- Directed by: Peter Smith
- Written by: Alan Bleasdale
- Produced by: Mamoun Hassan
- Starring: Michael Angelis Bernard Hill Joanne Whalley Ray McAnally Elvis Costello
- Cinematography: Mick Coulter
- Edited by: Kevin Brownlow Rodney Holland
- Music by: Daryl Runswick
- Distributed by: Circle Films (US) Palace Pictures/Video (UK)
- Release date: 1985;
- Running time: 100 minutes
- Country: United Kingdom
- Language: English
- Budget: £2.34 million

= No Surrender (1985 film) =

British comedy film by Alan Bleasdale

No Surrender is a 1985 British comedy film written by Alan Bleasdale, directed by Peter Smith and produced by Mamoun Hassan.

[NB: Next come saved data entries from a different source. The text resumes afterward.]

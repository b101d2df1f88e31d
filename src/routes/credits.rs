use axum::{
    extract::{Path, State},
    Json,
};
use tracing::instrument;
use uuid::Uuid;
use validator::Validate;

use crate::{
    app_state::AppState,
    error::{ApiError, Result},
    models::{
        common::SuccessResponse,
        requests::{
            AdminAdjustRequest, BalanceData, BalanceResponse, LedgerHistoryData,
            LedgerHistoryResponse, LedgerOutcomeResponse, StudentBalancesData,
            StudentBalancesResponse,
        },
    },
};

/// POST /api/v1/admin/credits/adjust
#[instrument(skip(state, request), fields(student_id = %request.student_id, subject_id = %request.subject_id))]
pub async fn admin_adjust(
    State(state): State<AppState>,
    Json(request): Json<AdminAdjustRequest>,
) -> Result<Json<LedgerOutcomeResponse>> {
    request
        .validate()
        .map_err(|e| ApiError::BadRequest(format!("Validation error: {}", e)))?;

    let outcome = state
        .credits_service
        .admin_adjust(
            request.student_id,
            request.subject_id,
            request.delta,
            request.note,
        )
        .await?;

    Ok(Json(SuccessResponse::new(outcome)))
}

/// GET /api/v1/students/{id}/balances
#[instrument(skip(state))]
pub async fn get_student_balances(
    State(state): State<AppState>,
    Path(student_id): Path<Uuid>,
) -> Result<Json<StudentBalancesResponse>> {
    let balances = state
        .balance_resolver
        .get_balances_for_student(student_id)
        .await?;

    Ok(Json(SuccessResponse::new(StudentBalancesData {
        student_id,
        balances,
    })))
}

/// GET /api/v1/students/{id}/subjects/{subject_id}/balance
#[instrument(skip(state))]
pub async fn get_balance(
    State(state): State<AppState>,
    Path((student_id, subject_id)): Path<(Uuid, Uuid)>,
) -> Result<Json<BalanceResponse>> {
    let balance = state
        .balance_resolver
        .get_balance(student_id, subject_id)
        .await?;

    Ok(Json(SuccessResponse::new(BalanceData {
        student_id,
        subject_id,
        balance,
    })))
}

/// GET /api/v1/students/{id}/subjects/{subject_id}/ledger
#[instrument(skip(state))]
pub async fn get_ledger_history(
    State(state): State<AppState>,
    Path((student_id, subject_id)): Path<(Uuid, Uuid)>,
) -> Result<Json<LedgerHistoryResponse>> {
    let entries = state
        .credits_service
        .ledger_history(student_id, subject_id)
        .await?;

    Ok(Json(SuccessResponse::new(LedgerHistoryData {
        student_id,
        subject_id,
        entries,
    })))
}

Describing the commissioning process, Bleasdale said, "I went to the National Film Finance Corporation and told them I was never going to write Star Wars or Rambo Revisited or anything like that, so I just went ahead and wrote the film I wanted to write".

The film is set in Liverpool during New Year's Eve. A man has been hired as the new manager of a function hall, and has to deal with the last arrangements made by his disgruntled predecessor. The hall has been simultaneously booked by rival groups of militant Catholics and Protestants, the entertainers hired for the night are inept and their acts are likely to infuriate the clients, and a marching band of the Orange Order starts playing sectarian tunes. When brawls break out within the hall, the manager has to find a way to defuse the situation.

==Plot==
On New Year's Eve in Liverpool, Michael becomes the new manager of the Charleston Club, a run-down function hall on an industrial waste ground which, he later discovers, is owned by an organised crime syndicate. He also discovers that the previous manager, MacArthur, in an attempt to spite the hall's owners, has hired it out to two groups of senior citizens for New Year's Eve; one group are hardline Catholics and the other are hardline Protestants, and the entertainment consists of a magician with stage fright, a gay comedian and his boyfriend, a talentless punk band, and a fancy dress competition with a non-existent prize.

The two parties arrive and are joined by another group of senior citizens who are suffering from senile dementia. After discovering MacArthur being tortured in a back room by the hall's owners, Michael, along with bouncer Bernard and kitchen porter Cheryl, attempts to keep things in order amid the threat of violence in the air.

As the night goes on, however, things start to go wrong; the comedian's routine is badly received, the magician has to pull out because of the death of his rabbit, and the band's poor performance prompts the groups to throw missiles at the stage while the band members fight amongst themselves. Meanwhile, things begin to boil over when former Loyalist boxer Billy McRacken strangles on-the-run terrorist Norman Donohue to death in a toilet cubicle after Norman makes comments about McRacken's daughter "marrying out", and an Orange Order marching band begins playing sectarian tunes, leading to a mass brawl in the toilets and the discovery of Norman's body. Meanwhile, Michael and Cheryl begin singing "If You Need Me" together on stage while Bernard phones the police, who arrive and defuse the situation.

The situation dies down by midnight, and the groups all go their separate ways peacefully. Michael and Cheryl share a kiss, before going back to Cheryl's house together. The film ends with McRacken phoning his daughter and asking to speak to his son-in-law, before wishing him a happy New Year.

==Cast==
- Michael Angelis as Mike
- Avis Bunnage as Martha Gorman
- James Ellis as Paddy Burke
- Tom Georgeson as Mr. Ross
- Bernard Hill as Bernard
- Ray McAnally as Billy McRacken
- Mark Mulholland as Norman
- Joanne Whalley as Cheryl
- J.G. Devlin as George Gorman
- Vince Earl as Frank
- Ken Jones as Ronny
- Michael Ripper as Tony Bonaparte
- Marjorie Sudell as Barbara
- Joan Turner as Superwoman
- Richard Alexander as Smoking Kid
- Pamela Austin as Organist
- Elvis Costello as Rosco de Ville
- Ian Hart as Uncertain Menace
- Joe McGann as Second Policeman
- Mark McGann as Rock Group Leader
- James Culshaw as O'Gormans Taxi Driver

==Reception==
Walter Goodman of The New York Times called it "a funny movie about a desperate condition."

Paul Attanasio of The Washington Post wrote: "No Surrender pretends to be a black comedy, but it really isn't -- it's just sour".